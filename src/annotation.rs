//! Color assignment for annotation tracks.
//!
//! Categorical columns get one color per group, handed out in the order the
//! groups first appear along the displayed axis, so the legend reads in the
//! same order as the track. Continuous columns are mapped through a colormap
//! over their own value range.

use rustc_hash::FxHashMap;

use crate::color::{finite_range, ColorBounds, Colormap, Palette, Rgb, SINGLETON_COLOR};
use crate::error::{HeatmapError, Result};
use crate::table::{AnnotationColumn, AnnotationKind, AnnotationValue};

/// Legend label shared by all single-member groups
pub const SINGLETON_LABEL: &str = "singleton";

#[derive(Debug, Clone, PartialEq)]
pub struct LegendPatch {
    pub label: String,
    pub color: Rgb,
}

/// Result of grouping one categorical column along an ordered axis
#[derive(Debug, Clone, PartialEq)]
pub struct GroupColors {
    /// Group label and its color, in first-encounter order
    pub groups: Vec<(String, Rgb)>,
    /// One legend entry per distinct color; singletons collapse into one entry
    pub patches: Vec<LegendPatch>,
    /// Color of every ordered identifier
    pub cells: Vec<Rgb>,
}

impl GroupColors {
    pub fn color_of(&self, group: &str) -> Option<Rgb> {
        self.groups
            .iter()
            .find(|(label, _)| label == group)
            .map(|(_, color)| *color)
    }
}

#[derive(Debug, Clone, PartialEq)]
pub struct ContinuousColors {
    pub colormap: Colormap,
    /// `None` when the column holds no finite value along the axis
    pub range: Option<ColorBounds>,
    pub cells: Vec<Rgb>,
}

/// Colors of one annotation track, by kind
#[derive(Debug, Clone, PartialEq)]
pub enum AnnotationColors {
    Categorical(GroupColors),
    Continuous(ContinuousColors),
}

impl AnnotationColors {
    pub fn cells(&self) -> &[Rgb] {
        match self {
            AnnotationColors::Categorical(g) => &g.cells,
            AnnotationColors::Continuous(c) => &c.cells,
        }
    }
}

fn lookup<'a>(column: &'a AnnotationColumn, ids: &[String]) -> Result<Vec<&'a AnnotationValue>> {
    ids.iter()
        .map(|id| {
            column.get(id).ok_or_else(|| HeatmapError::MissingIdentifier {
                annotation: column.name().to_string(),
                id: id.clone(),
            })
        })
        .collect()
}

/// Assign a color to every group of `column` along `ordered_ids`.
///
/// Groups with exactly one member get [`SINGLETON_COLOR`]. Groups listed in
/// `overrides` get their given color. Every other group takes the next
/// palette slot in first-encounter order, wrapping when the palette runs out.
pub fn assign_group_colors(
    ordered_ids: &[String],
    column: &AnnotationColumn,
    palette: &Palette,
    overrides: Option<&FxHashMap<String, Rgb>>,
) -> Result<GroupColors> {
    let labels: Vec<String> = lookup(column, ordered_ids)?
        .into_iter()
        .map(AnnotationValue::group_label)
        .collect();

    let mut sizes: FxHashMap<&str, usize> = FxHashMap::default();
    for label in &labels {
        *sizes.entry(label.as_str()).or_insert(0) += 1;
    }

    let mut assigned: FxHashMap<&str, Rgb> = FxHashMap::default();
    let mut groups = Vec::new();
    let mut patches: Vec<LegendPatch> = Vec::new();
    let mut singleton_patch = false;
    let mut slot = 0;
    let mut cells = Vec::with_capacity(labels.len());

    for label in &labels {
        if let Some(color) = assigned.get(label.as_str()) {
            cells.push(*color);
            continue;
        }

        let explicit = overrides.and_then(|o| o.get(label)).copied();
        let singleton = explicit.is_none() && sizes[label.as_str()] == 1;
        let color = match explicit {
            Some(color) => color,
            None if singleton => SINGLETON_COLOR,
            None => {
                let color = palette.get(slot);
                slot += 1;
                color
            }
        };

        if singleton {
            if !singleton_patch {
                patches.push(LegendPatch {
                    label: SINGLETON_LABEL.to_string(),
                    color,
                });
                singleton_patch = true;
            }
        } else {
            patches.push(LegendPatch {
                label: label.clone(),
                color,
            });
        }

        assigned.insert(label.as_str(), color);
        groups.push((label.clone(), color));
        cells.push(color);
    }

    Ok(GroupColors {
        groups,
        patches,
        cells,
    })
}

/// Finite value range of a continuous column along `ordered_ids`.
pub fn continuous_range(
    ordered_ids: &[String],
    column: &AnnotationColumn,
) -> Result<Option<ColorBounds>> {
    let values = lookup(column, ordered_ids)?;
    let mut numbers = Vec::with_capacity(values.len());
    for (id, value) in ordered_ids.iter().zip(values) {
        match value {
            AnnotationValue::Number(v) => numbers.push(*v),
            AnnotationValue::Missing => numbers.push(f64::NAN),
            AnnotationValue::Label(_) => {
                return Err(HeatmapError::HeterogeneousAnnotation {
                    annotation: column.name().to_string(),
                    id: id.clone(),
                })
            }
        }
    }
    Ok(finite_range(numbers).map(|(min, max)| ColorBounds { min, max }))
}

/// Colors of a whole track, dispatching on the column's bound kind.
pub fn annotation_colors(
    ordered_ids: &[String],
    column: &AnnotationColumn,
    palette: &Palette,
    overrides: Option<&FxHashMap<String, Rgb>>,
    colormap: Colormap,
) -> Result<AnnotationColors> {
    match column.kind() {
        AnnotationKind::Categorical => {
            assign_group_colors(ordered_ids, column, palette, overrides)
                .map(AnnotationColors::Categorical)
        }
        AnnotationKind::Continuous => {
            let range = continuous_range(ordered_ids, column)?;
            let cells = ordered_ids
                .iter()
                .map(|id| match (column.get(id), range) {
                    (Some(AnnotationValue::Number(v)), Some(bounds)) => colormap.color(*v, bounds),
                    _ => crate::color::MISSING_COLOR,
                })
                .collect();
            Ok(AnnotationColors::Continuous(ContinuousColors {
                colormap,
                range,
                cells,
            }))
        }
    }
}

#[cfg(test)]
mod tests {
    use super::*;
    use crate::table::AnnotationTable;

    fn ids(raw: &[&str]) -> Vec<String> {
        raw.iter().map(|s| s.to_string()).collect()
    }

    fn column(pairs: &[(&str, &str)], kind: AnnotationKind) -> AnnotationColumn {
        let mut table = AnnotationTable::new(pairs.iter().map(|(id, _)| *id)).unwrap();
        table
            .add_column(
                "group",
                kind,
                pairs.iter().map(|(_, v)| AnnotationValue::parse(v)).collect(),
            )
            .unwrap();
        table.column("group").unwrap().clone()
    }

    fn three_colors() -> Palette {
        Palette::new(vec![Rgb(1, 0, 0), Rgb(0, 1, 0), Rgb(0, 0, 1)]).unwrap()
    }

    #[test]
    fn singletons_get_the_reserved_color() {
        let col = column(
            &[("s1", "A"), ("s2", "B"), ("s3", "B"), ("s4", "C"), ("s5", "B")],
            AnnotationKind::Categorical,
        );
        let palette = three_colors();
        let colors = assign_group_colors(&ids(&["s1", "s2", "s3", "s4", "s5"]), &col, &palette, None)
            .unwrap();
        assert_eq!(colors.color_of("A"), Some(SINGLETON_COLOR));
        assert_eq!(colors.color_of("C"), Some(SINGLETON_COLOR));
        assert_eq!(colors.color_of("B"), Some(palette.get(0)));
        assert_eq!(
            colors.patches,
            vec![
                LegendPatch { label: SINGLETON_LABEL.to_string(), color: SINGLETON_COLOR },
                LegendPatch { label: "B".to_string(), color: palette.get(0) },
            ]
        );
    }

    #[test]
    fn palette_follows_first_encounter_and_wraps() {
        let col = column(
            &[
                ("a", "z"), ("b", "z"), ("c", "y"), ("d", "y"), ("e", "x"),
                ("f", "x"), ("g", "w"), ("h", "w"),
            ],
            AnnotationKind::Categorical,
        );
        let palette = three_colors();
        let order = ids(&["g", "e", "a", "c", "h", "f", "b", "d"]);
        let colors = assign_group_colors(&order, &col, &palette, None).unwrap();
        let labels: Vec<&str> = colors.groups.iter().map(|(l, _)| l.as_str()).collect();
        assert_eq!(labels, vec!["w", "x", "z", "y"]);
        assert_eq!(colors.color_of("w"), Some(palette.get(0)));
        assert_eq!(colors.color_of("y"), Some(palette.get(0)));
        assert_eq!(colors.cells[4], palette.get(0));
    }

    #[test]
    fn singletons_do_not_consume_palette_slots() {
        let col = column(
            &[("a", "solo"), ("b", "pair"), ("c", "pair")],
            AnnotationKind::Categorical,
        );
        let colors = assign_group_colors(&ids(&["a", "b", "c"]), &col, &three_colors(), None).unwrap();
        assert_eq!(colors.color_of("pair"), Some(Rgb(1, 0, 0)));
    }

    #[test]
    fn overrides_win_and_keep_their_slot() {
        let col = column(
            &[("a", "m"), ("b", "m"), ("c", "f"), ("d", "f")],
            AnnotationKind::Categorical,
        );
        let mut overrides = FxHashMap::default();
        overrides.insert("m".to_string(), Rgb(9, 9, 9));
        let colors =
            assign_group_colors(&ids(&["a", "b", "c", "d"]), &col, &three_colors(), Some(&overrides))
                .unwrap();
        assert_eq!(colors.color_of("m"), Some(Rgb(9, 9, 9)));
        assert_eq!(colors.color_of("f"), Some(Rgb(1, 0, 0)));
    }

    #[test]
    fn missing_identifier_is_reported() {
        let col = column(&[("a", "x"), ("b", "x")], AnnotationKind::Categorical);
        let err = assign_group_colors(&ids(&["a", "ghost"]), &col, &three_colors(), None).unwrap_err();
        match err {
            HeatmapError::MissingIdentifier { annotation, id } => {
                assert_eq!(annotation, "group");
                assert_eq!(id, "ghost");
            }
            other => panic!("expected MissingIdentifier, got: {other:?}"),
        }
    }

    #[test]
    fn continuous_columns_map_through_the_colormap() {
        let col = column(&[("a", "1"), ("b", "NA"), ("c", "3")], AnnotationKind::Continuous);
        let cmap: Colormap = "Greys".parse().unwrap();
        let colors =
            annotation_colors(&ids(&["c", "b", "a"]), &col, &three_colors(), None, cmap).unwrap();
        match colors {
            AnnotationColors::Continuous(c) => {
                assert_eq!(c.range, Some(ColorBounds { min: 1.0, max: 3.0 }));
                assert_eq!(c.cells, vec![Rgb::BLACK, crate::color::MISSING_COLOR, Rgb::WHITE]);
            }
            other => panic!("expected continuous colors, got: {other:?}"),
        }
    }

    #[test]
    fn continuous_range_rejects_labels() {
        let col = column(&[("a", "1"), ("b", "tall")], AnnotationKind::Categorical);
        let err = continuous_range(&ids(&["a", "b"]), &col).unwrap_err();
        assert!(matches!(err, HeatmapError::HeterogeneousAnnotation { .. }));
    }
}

────

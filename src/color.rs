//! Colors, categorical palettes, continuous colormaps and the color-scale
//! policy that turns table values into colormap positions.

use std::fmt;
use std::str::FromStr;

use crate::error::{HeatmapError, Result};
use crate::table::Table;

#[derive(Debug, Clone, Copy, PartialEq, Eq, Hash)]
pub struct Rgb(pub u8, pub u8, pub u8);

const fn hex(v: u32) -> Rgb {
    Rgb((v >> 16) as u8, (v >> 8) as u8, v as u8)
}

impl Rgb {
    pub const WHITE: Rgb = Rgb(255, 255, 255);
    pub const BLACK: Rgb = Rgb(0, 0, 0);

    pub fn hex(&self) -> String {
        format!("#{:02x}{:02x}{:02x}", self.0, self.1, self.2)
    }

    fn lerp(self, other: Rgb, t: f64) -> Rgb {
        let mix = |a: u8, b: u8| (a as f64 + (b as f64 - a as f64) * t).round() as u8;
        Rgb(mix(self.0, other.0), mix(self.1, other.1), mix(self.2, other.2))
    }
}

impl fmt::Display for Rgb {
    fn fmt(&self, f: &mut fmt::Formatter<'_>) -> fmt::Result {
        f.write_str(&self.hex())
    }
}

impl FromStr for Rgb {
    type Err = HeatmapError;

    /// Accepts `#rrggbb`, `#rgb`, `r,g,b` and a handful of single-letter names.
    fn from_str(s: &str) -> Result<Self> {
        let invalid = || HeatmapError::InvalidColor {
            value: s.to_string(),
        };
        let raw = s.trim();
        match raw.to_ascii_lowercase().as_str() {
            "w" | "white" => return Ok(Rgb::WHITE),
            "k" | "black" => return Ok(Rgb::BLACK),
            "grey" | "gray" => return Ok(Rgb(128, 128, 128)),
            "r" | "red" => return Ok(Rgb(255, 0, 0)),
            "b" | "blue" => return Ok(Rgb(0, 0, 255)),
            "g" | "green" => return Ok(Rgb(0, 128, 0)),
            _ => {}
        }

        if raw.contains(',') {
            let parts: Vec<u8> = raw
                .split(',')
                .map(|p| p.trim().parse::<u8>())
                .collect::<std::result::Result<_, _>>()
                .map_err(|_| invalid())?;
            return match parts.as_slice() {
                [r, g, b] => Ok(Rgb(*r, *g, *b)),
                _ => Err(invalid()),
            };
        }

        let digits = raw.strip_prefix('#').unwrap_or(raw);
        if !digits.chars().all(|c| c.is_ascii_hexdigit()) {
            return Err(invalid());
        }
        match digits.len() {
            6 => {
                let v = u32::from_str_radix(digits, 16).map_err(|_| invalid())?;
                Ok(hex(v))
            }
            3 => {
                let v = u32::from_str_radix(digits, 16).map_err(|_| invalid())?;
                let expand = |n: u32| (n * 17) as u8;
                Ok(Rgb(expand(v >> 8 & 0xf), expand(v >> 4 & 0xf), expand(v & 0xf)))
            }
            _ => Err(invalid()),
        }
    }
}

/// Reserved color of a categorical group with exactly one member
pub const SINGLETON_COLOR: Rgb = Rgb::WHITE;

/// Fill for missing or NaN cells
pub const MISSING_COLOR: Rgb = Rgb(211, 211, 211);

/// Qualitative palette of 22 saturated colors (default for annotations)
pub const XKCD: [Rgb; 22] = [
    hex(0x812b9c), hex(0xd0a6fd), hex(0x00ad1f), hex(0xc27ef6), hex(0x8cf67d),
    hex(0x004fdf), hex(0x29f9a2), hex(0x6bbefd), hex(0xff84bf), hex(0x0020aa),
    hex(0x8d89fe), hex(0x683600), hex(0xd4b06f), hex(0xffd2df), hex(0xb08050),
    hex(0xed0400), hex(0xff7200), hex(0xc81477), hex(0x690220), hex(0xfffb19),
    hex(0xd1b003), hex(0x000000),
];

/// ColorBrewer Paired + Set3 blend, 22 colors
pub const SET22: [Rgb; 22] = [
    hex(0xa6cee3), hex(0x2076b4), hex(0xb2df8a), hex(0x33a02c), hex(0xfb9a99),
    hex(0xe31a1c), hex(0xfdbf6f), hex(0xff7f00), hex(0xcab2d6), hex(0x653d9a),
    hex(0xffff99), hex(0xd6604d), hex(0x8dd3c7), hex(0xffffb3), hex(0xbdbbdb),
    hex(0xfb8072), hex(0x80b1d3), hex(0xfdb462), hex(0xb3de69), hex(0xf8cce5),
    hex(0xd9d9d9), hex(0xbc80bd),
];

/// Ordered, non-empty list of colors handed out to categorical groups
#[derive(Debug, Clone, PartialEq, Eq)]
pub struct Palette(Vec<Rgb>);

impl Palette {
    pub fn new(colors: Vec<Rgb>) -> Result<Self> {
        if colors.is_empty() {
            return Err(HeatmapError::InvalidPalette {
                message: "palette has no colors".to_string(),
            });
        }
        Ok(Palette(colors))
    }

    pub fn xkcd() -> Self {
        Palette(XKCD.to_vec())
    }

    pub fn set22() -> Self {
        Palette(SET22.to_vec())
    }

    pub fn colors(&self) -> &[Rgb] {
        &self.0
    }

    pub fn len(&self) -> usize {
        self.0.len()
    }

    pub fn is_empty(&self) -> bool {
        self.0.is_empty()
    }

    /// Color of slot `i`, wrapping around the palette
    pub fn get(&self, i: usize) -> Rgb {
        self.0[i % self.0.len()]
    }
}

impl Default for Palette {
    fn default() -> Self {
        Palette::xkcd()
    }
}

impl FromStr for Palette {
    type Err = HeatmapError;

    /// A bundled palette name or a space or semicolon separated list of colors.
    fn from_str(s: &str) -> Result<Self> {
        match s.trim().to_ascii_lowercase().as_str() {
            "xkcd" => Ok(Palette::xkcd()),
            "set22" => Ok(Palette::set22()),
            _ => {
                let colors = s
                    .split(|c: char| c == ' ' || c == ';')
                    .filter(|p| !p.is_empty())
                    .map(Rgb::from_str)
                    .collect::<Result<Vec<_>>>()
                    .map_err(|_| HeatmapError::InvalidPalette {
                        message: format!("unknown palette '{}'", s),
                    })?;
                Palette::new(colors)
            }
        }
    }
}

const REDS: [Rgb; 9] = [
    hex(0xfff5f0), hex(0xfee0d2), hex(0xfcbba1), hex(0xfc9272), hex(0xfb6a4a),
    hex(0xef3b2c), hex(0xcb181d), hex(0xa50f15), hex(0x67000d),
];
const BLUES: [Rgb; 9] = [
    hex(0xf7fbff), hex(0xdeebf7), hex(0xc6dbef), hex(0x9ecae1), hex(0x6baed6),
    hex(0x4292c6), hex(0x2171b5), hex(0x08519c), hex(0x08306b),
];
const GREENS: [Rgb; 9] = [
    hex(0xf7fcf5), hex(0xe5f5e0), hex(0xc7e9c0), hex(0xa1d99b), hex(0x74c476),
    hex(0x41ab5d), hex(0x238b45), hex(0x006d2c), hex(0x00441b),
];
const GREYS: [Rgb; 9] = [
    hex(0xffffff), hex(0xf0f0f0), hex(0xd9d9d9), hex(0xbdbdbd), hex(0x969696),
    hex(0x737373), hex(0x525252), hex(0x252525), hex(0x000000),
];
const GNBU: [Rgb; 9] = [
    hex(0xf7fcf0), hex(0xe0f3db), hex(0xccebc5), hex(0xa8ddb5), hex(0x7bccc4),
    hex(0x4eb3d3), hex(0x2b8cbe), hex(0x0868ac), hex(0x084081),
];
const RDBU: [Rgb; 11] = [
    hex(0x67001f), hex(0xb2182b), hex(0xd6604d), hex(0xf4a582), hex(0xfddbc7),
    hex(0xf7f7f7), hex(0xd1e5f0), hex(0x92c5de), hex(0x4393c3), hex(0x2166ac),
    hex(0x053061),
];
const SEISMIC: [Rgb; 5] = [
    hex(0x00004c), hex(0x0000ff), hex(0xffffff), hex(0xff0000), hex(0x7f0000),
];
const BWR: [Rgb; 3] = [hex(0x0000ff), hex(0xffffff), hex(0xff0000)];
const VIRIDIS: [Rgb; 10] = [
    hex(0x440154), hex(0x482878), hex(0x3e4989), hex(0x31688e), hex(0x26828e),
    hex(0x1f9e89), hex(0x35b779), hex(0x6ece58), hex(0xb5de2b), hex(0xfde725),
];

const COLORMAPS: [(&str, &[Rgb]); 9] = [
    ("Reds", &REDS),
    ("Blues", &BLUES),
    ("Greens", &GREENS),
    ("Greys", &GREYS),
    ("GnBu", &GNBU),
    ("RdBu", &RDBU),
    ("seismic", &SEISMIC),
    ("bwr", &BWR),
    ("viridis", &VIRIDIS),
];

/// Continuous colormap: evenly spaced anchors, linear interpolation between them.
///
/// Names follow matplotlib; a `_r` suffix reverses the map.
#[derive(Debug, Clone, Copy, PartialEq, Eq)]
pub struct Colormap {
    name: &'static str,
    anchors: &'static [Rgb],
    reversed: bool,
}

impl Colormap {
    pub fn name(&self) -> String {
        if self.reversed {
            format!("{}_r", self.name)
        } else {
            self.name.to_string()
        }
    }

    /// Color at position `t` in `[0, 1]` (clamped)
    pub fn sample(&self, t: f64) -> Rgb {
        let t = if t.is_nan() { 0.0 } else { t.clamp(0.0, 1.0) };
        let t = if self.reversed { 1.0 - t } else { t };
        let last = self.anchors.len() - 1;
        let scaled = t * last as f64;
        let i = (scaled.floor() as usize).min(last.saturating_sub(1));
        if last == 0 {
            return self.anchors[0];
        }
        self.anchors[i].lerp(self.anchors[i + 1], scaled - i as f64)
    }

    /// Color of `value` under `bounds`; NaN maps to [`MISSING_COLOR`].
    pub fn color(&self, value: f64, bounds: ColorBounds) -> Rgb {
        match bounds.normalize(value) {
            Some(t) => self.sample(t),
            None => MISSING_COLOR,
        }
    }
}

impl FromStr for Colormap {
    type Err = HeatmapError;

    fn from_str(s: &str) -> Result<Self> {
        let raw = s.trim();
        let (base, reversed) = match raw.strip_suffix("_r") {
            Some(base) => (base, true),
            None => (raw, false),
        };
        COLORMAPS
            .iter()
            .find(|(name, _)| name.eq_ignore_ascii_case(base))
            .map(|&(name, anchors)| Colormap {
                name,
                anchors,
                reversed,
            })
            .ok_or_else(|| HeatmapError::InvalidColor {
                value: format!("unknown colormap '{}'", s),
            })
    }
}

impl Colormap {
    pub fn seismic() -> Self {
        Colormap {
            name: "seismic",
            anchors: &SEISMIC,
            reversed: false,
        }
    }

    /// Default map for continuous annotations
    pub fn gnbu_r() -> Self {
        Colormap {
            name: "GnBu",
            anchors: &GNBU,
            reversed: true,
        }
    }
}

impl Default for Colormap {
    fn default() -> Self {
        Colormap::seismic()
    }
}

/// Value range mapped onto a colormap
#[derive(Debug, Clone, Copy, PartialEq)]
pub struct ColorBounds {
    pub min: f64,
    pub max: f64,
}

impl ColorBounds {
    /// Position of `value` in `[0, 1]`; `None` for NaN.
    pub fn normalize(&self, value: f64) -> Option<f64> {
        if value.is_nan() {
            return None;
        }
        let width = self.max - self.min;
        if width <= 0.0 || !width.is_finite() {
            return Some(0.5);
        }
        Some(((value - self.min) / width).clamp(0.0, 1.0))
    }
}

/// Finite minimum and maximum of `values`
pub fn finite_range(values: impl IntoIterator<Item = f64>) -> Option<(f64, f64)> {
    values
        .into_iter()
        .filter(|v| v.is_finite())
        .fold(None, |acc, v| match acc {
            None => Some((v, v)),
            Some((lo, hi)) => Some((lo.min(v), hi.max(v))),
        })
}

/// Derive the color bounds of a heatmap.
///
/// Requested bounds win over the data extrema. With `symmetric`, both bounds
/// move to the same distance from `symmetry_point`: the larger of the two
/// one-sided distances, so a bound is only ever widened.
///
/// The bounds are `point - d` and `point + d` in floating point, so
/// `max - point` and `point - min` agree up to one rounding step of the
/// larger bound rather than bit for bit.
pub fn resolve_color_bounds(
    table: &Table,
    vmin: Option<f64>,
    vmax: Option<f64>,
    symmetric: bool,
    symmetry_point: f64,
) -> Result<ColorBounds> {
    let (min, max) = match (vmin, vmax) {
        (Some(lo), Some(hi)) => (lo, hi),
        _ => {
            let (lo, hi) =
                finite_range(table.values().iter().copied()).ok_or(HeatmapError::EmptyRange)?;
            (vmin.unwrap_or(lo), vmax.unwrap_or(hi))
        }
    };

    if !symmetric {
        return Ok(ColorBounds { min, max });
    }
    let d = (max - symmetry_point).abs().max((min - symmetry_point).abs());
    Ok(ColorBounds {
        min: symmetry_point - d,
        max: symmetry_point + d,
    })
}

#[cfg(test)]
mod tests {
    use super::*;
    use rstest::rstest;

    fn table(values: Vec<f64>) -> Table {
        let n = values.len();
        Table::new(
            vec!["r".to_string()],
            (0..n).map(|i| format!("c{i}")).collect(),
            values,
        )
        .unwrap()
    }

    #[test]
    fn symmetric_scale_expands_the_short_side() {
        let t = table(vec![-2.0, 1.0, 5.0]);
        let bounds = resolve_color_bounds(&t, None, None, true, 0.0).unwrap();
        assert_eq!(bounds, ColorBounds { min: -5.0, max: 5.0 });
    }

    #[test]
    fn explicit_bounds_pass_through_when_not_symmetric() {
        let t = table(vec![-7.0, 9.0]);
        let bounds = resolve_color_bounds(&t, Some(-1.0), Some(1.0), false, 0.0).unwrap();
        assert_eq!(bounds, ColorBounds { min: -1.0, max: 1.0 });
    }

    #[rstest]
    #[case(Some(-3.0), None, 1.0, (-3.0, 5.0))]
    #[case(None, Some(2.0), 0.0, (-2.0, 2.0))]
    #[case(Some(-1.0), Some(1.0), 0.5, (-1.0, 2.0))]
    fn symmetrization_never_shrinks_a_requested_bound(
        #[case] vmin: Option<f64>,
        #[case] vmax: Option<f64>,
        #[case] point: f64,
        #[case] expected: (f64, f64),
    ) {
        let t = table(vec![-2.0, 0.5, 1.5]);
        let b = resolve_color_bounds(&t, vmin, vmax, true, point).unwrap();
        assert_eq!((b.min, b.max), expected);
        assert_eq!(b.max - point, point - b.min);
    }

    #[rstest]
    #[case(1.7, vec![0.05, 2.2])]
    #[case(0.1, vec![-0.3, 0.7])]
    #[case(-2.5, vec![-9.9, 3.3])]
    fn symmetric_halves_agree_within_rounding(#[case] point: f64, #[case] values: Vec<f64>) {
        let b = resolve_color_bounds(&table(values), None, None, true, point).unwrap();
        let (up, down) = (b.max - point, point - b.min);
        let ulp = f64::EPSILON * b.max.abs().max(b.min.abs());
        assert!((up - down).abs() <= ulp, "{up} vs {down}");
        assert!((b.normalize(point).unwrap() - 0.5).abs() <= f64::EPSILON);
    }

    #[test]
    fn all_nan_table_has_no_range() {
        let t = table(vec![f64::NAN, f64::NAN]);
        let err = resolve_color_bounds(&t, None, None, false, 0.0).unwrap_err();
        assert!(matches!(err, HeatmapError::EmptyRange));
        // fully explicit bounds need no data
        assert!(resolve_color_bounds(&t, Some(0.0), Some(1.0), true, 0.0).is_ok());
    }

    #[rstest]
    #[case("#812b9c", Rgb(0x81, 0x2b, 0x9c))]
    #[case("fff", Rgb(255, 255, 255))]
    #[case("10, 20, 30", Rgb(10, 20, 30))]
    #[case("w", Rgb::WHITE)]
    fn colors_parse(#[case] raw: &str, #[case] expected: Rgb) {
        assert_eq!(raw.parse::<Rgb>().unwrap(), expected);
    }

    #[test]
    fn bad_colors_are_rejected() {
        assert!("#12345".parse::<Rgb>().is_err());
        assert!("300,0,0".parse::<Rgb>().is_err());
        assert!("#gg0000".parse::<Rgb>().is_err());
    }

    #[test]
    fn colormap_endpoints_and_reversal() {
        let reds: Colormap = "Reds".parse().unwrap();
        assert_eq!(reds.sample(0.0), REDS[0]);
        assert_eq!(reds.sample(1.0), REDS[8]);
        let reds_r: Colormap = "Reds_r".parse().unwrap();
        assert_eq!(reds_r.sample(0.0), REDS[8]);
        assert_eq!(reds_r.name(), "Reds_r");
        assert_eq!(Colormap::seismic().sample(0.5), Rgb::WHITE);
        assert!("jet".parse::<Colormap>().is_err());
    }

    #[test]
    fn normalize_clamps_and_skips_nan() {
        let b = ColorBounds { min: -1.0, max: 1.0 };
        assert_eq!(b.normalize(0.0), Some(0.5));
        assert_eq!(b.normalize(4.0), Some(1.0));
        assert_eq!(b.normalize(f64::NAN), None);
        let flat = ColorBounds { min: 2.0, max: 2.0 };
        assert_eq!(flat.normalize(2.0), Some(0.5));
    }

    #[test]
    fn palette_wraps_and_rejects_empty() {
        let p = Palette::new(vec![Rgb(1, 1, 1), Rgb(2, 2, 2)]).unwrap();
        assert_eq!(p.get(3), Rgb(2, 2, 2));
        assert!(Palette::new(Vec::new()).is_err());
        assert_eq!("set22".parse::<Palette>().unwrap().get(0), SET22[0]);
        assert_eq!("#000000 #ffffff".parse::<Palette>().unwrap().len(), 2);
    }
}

────

> ACTION ITEM
In the material above, find every line with the word "lerp" and show it.

> RESPONSE TO THIS EXERCISE
    fn lerp(self, other: Rgb, t: f64) -> Rgb {
        self.anchors[i].lerp(self.anchors[i + 1], scaled - i as f64)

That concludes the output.